TEMPO.CO, Jakarta - Pemerintah Indonesia akan memanfaatkan sektor perdagangan kayu dalam mengurangi emisi gas rumah kaca. Caranya, mempromosikan perdagangan kayu legal. "Ini bisa menghentikan aliran kayu haram," kata Direktur Jenderal Pengelolaan Hutan Produksi Lestari Kementerian Lingkungan Hidup dan Kehutanan Putera Parthama dalam konferensi pers pada Konferensi Perubahan Iklim ke-21 Paris, Prancis, Kamis, 3 Desember 2015.
Putera mengatakan Indonesia pernah mendapat predikat buruk akibat pembalakan liar. Kejahatan ini marak terjadi sepanjang 1999-2005, yang mengakibatkan negara merugi jutaan dolar AS dan menghancurkan jutaan hektare hutan. "Juga menimbulkan konflik sosial," ujarnya.

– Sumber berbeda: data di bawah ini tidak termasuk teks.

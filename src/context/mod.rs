//! Conversation context tracking
//!
//! Keeps the bounded turn history for one chat session and turns each user
//! message into an enhanced prompt:
//! - keyword tagging of every turn
//! - follow-up detection against recent history
//! - topic continuity over a recent window
//! - checksummed transcript save/load

mod conversation;
mod prompt;
mod tags;
pub mod transcript;
mod turn;

pub use conversation::{ContextConfig, ContextSummary, ConversationContext, DEFAULT_PREAMBLE};
pub use prompt::{ContextLine, EnhancedPrompt, PromptSegment};
pub use tags::{FollowUpCues, Keywords, TagTable};
pub use turn::{History, Role, Turn};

Inilah yang membuat hutan rusak serta menjadi salah satu penyebab kebakaran hutan dan lahan.
Situasi tersebut mendorong Indonesia mengembangkan sistem pencegahan beredarnya kayu ilegal. Yakni dengan membangun sistem verifikasi legalitas kayu (SVLK). Sistem ini, Putera mengklaim, dapat menekan angka peredaran kayu ilegal di pasar internasional. "Pasar global tak mau beli kayu kalau tak ada cap 'legal'," ujarnya. Dia berharap, dengan tak bisa dipasarkannya kayu ilegal, pembalakan liar juga akan berkurang.
SVLK, Putera menjelaskan, dibangun melalui proses multipihak yang sangat panjang. Sistem ini berjalan akuntabel dan transparan. Pemantau independen pun bisa terus memonitor jalannya sistem.

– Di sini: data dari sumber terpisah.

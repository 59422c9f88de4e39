//! Keyword-driven turn tagging and follow-up cue matching
//!
//! Both tables are plain data. The defaults are compiled in from
//! `assets/keywords.toml` and can be replaced by a file with the same layout.

use std::collections::{BTreeMap, BTreeSet};
use std::path::Path;

use serde::Deserialize;

use crate::{Error, Result};

/// Keyword tables shipped with the binary
const EMBEDDED_KEYWORDS: &str = include_str!("../../assets/keywords.toml");

/// On-disk layout of a keywords file
#[derive(Debug, Default, Deserialize)]
struct KeywordsFile {
    #[serde(default)]
    tags: BTreeMap<String, Vec<String>>,
    #[serde(default)]
    follow_up: FollowUpSection,
}

#[derive(Debug, Default, Deserialize)]
struct FollowUpSection {
    #[serde(default)]
    cues: Vec<String>,
}

/// Mapping from tag label to the substrings that trigger it
#[derive(Debug, Clone, Default, PartialEq, Eq)]
pub struct TagTable {
    entries: BTreeMap<String, Vec<String>>,
}

impl TagTable {
    /// Build a table from label/trigger pairs
    ///
    /// Triggers are lower-cased but not trimmed: a leading or trailing space
    /// marks a word edge. Blank triggers are dropped.
    #[must_use]
    pub fn new<L, T, I>(entries: impl IntoIterator<Item = (L, I)>) -> Self
    where
        L: Into<String>,
        T: AsRef<str>,
        I: IntoIterator<Item = T>,
    {
        let entries = entries
            .into_iter()
            .map(|(label, triggers)| {
                let triggers = triggers
                    .into_iter()
                    .map(|t| t.as_ref().to_lowercase())
                    .filter(|t| !t.trim().is_empty())
                    .collect();
                (label.into(), triggers)
            })
            .collect();
        Self { entries }
    }

    /// Classify an utterance into zero or more tags
    ///
    /// Categories are matched independently; the result carries no default
    /// label when nothing matches. The text is padded with a space on each
    /// side so word-edge triggers also match at the start and end.
    #[must_use]
    pub fn detect(&self, text: &str) -> BTreeSet<String> {
        let lower = format!(" {} ", text.to_lowercase());
        self.entries
            .iter()
            .filter(|(_, triggers)| triggers.iter().any(|t| lower.contains(t.as_str())))
            .map(|(label, _)| label.clone())
            .collect()
    }

    /// Tag labels known to this table
    pub fn labels(&self) -> impl Iterator<Item = &str> {
        self.entries.keys().map(String::as_str)
    }

    #[must_use]
    pub fn is_empty(&self) -> bool {
        self.entries.is_empty()
    }
}

/// Backward-referring cue phrases that mark a follow-up question
#[derive(Debug, Clone, Default, PartialEq, Eq)]
pub struct FollowUpCues {
    phrases: Vec<String>,
}

impl FollowUpCues {
    /// Build a cue list; phrases are normalized the same way input text is
    #[must_use]
    pub fn new<T: AsRef<str>>(phrases: impl IntoIterator<Item = T>) -> Self {
        let phrases = phrases
            .into_iter()
            .map(|p| normalize(p.as_ref()))
            .filter(|p| !p.is_empty())
            .collect();
        Self { phrases }
    }

    /// First cue found in `text`, if any
    #[must_use]
    pub fn find(&self, text: &str) -> Option<&str> {
        let normalized = normalize(text);
        self.phrases
            .iter()
            .find(|cue| normalized.contains(cue.as_str()))
            .map(String::as_str)
    }

    #[must_use]
    pub fn matches(&self, text: &str) -> bool {
        self.find(text).is_some()
    }

    #[must_use]
    pub fn phrases(&self) -> &[String] {
        &self.phrases
    }
}

/// Lower-case and trim
fn normalize(text: &str) -> String {
    text.trim().to_lowercase()
}

/// Tag table and follow-up cues loaded together from one keywords document
#[derive(Debug, Clone, PartialEq, Eq)]
pub struct Keywords {
    pub tags: TagTable,
    pub follow_up: FollowUpCues,
}

impl Keywords {
    /// Parse a keywords document
    ///
    /// # Errors
    ///
    /// Returns error if the document is not valid TOML of the expected shape
    pub fn from_toml(content: &str) -> Result<Self> {
        let file: KeywordsFile = toml::from_str(content)?;
        Ok(Self {
            tags: TagTable::new(file.tags),
            follow_up: FollowUpCues::new(file.follow_up.cues),
        })
    }

    /// Load a keywords document from disk
    ///
    /// # Errors
    ///
    /// Returns error if the file cannot be read or parsed
    pub fn load(path: &Path) -> Result<Self> {
        let content = std::fs::read_to_string(path)?;
        let keywords = Self::from_toml(&content).map_err(|e| {
            Error::Config(format!("invalid keywords file {}: {e}", path.display()))
        })?;
        tracing::info!(
            path = %path.display(),
            tags = keywords.tags.entries.len(),
            cues = keywords.follow_up.phrases.len(),
            "loaded keywords file"
        );
        Ok(keywords)
    }

    /// Tables compiled into the binary
    #[must_use]
    pub fn embedded() -> Self {
        Self::from_toml(EMBEDDED_KEYWORDS).unwrap_or_else(|e| {
            tracing::error!(error = %e, "embedded keywords failed to parse");
            Self {
                tags: TagTable::default(),
                follow_up: FollowUpCues::default(),
            }
        })
    }
}

impl Default for Keywords {
    fn default() -> Self {
        Self::embedded()
    }
}

#[cfg(test)]
mod tests {
    use super::*;

    #[test]
    fn embedded_keywords_parse() {
        let keywords = Keywords::from_toml(EMBEDDED_KEYWORDS).unwrap();
        assert!(!keywords.tags.is_empty());
        assert!(!keywords.follow_up.phrases().is_empty());
        assert!(keywords.tags.labels().any(|l| l == "programming"));
    }

    #[test]
    fn detect_multiple_tags() {
        let table = Keywords::embedded().tags;
        let tags = table.detect("How do I print in Python");
        assert!(tags.contains("programming"));
        assert!(tags.contains("technical"));
    }

    #[test]
    fn detect_is_case_insensitive() {
        let table = TagTable::new([("programming", ["Python"])]);
        assert_eq!(
            table.detect("PYTHON rocks"),
            BTreeSet::from(["programming".to_string()])
        );
    }

    #[test]
    fn detect_without_match_is_empty() {
        let table = Keywords::embedded().tags;
        assert!(table.detect("").is_empty());
        assert!(table.detect("zzz qqq").is_empty());
    }

    #[test]
    fn empty_triggers_are_ignored() {
        let table = TagTable::new([("everything", [""]), ("spaces", ["  "])]);
        assert!(table.detect("anything at all").is_empty());
    }

    #[test]
    fn word_edge_triggers_match_at_message_ends() {
        let table = TagTable::new([("greeting", [" hi ", " hi!"])]);
        assert!(table.detect("hi").contains("greeting"));
        assert!(table.detect("Oh hi!").contains("greeting"));
        assert!(table.detect("this is fine").is_empty());
    }

    #[test]
    fn embedded_greetings_need_whole_words() {
        let table = Keywords::embedded().tags;
        for text in ["Hi", "Hi!", "hey", "Hey, you there?", "Hi, I'm John", "hello"] {
            assert!(table.detect(text).contains("greeting"), "{text:?}");
        }
        for text in ["They said the build is fine", "this is it", "whey protein"] {
            assert!(!table.detect(text).contains("greeting"), "{text:?}");
        }
    }

    #[test]
    fn embedded_rust_needs_whole_word() {
        let table = Keywords::embedded().tags;
        for text in [
            "I'm learning Rust",
            "Rust, mostly",
            "is rust fast?",
            "rust's borrow checker",
        ] {
            assert!(table.detect(text).contains("programming"), "{text:?}");
        }
        for text in ["I trust you", "the gate is rusty", "frustrating day"] {
            assert!(!table.detect(text).contains("programming"), "{text:?}");
        }
    }

    #[test]
    fn cues_match_normalized_text() {
        let cues = FollowUpCues::new(["  The Previous One "]);
        assert_eq!(cues.phrases(), ["the previous one"]);
        assert_eq!(
            cues.find("  What about THE PREVIOUS ONE?  "),
            Some("the previous one")
        );
        assert!(!cues.matches("something new"));
    }

    #[test]
    fn keywords_file_sections_are_optional() {
        let keywords = Keywords::from_toml("[tags]\nweather = [\"rain\"]\n").unwrap();
        assert!(keywords.follow_up.phrases().is_empty());
        assert!(keywords.tags.detect("Rain again").contains("weather"));
    }

    #[test]
    fn load_reports_bad_file_as_config_error() {
        let dir = tempfile::tempdir().unwrap();
        let path = dir.path().join("keywords.toml");
        std::fs::write(&path, "tags = 3").unwrap();
        assert!(matches!(Keywords::load(&path), Err(Error::Config(_))));
    }
}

Dengan adanya SVLK dan bantuan internasional, Putera optimistis rantai perdagangan rantai kayu ilegal bisa dipotong. "Hutan pun aman," ujarnya.

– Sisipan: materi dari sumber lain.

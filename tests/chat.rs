//! Chat loop integration tests
//!
//! Runs the session against a scripted model client; no network needed.

use colloquy::{ChatSession, Error, Outcome, Role};

mod common;

use common::{StubModel, default_context};

fn session(model: StubModel, data_dir: &std::path::Path) -> ChatSession<StubModel> {
    ChatSession::new(default_context(30), model, data_dir)
}

#[tokio::test]
async fn message_records_user_and_assistant_turns() {
    let dir = tempfile::tempdir().unwrap();
    let mut chat = session(StubModel::with_replies(&["Hello John!"]), dir.path());

    let outcome = chat.handle_line("Hi, I'm John").await.unwrap();
    assert_eq!(outcome, Outcome::Reply("Hello John!".to_string()));

    let history = chat.context().history();
    assert_eq!(history.len(), 2);
    assert_eq!(history[0].role, Role::User);
    assert_eq!(history[1].role, Role::Assistant);
    assert_eq!(history[1].text, "Hello John!");
}

#[tokio::test]
async fn model_receives_enhanced_prompt() {
    let dir = tempfile::tempdir().unwrap();
    let mut chat = session(StubModel::with_replies(&["first", "second"]), dir.path());

    chat.handle_line("I'm learning python").await.unwrap();
    chat.handle_line("Can you give a specific example?").await.unwrap();

    let prompts = chat.model().prompts();
    assert_eq!(prompts.len(), 2);
    assert_eq!(prompts[0], "Current topic: personal\n\nI'm learning python");
    assert!(prompts[1].ends_with("Can you give a specific example?"));
    assert_eq!(chat.context().len(), 4);
}

#[tokio::test]
async fn follow_up_prompt_quotes_previous_turns() {
    let dir = tempfile::tempdir().unwrap();
    let model = StubModel::with_replies(&["Python is great for scripts."]);
    let mut chat = ChatSession::new(default_context(30), model, dir.path());

    chat.ask("I'm learning python").await.unwrap();
    chat.ask("What about that earlier point?").await.unwrap();

    let prompts = chat.model().prompts();
    assert!(prompts[1].contains("<prior-context>"));
    assert!(prompts[1].contains("<assistant>\nPython is great for scripts.\n</assistant>"));
    assert!(prompts[1].contains("<user>\nI'm learning python\n</user>"));

    let history = chat.context().history();
    assert_eq!(history.len(), 4);
    assert_eq!(history[2].text, "What about that earlier point?");
}

#[tokio::test]
async fn model_error_leaves_user_turn_unanswered() {
    let dir = tempfile::tempdir().unwrap();
    let model = StubModel::default();
    model.fail_next("connection refused");
    let mut chat = session(model, dir.path());

    let result = chat.handle_line("Are you there?").await;
    assert!(matches!(result, Err(Error::Model(_))));

    let history = chat.context().history();
    assert_eq!(history.len(), 1);
    assert_eq!(history[0].role, Role::User);
}

#[tokio::test]
async fn commands_manage_history() {
    let dir = tempfile::tempdir().unwrap();
    let mut chat = session(StubModel::default(), dir.path());

    assert_eq!(chat.handle_line("   ").await.unwrap(), Outcome::Idle);
    chat.handle_line("hello there").await.unwrap();

    let Outcome::Notice(status) = chat.handle_line("/status").await.unwrap() else {
        panic!("status should produce a notice");
    };
    assert!(status.contains("Turns: 2"));

    let Outcome::Notice(help) = chat.handle_line("/help").await.unwrap() else {
        panic!("help should produce a notice");
    };
    assert!(help.contains("/clear"));

    chat.handle_line("/clear").await.unwrap();
    assert!(chat.context().is_empty());

    assert_eq!(chat.handle_line("/quit").await.unwrap(), Outcome::Quit);
}

#[tokio::test]
async fn save_and_load_commands() {
    let dir = tempfile::tempdir().unwrap();
    let path = dir.path().join("saved.json");
    let mut chat = session(StubModel::with_replies(&["Hi!"]), dir.path());

    chat.handle_line("hello").await.unwrap();
    chat.handle_line(&format!("/save {}", path.display()))
        .await
        .unwrap();
    assert!(path.exists());

    chat.handle_line("/clear").await.unwrap();
    let Outcome::Notice(notice) = chat
        .handle_line(&format!("/load {}", path.display()))
        .await
        .unwrap()
    else {
        panic!("load should produce a notice");
    };
    assert!(notice.starts_with("Loaded 2 turns"));
    assert_eq!(chat.context().len(), 2);
}

#[tokio::test]
async fn save_without_path_uses_data_dir() {
    let dir = tempfile::tempdir().unwrap();
    let mut chat = session(StubModel::default(), dir.path());
    chat.handle_line("hello").await.unwrap();

    chat.handle_line("/save").await.unwrap();

    let saved: Vec<_> = std::fs::read_dir(dir.path())
        .unwrap()
        .map(|e| e.unwrap().file_name().to_string_lossy().into_owned())
        .collect();
    assert_eq!(saved.len(), 1);
    assert!(saved[0].starts_with("conversation_"));
}

#[tokio::test]
async fn load_of_corrupt_file_keeps_history() {
    let dir = tempfile::tempdir().unwrap();
    let path = dir.path().join("broken.json");
    std::fs::write(&path, "not a transcript").unwrap();

    let mut chat = session(StubModel::default(), dir.path());
    chat.handle_line("keep me").await.unwrap();

    let result = chat.handle_line(&format!("/load {}", path.display())).await;
    assert!(matches!(result, Err(Error::CorruptTranscript(_))));
    assert_eq!(chat.context().len(), 2);
}

#[test]
fn run_loop_processes_input_until_quit() {
    let dir = tempfile::tempdir().unwrap();
    let mut chat = session(StubModel::with_replies(&["Hello!", "Sure."]), dir.path());

    let input: &[u8] = b"hi there\n\n/status\nwhat about that?\n/quit\nnever reached\n";
    let mut out = Vec::new();
    tokio_test::block_on(chat.run(input, &mut out)).unwrap();

    let out = String::from_utf8(out).unwrap();
    assert!(out.contains("AI: Hello!"));
    assert!(out.contains("Turns: 2"));
    assert!(out.contains("AI: Sure."));
    assert!(!out.contains("never reached"));
    assert_eq!(chat.context().len(), 4);
}

#[test]
fn run_loop_reports_errors_and_continues() {
    let dir = tempfile::tempdir().unwrap();
    let model = StubModel::with_replies(&["recovered"]);
    model.fail_next("timeout");
    let mut chat = session(model, dir.path());

    let input: &[u8] = b"first\nsecond\n";
    let mut out = Vec::new();
    tokio_test::block_on(chat.run(input, &mut out)).unwrap();

    let out = String::from_utf8(out).unwrap();
    assert!(out.contains("Error: model error: timeout"));
    assert!(out.contains("AI: recovered"));

    // first user turn stays unanswered
    let roles: Vec<Role> = chat.context().history().iter().map(|t| t.role).collect();
    assert_eq!(roles, [Role::User, Role::User, Role::Assistant]);
}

Terkait dengan itu, saat ini Indonesia telah bersepakat dengan Uni Eropa dan Australia dalam hal penegakan hukum, perbaikan tata kelola, dan perdagangan sektor kehutanan, yang juga menyertakan SVLK di dalamnya. Perjanjian tersebut akan diimplementasikan sekitar pertengahan tahun depan. Dalam waktu dekat, kerja sama dengan Cina, Jepang, dan Korea Selatan juga akan terjalin.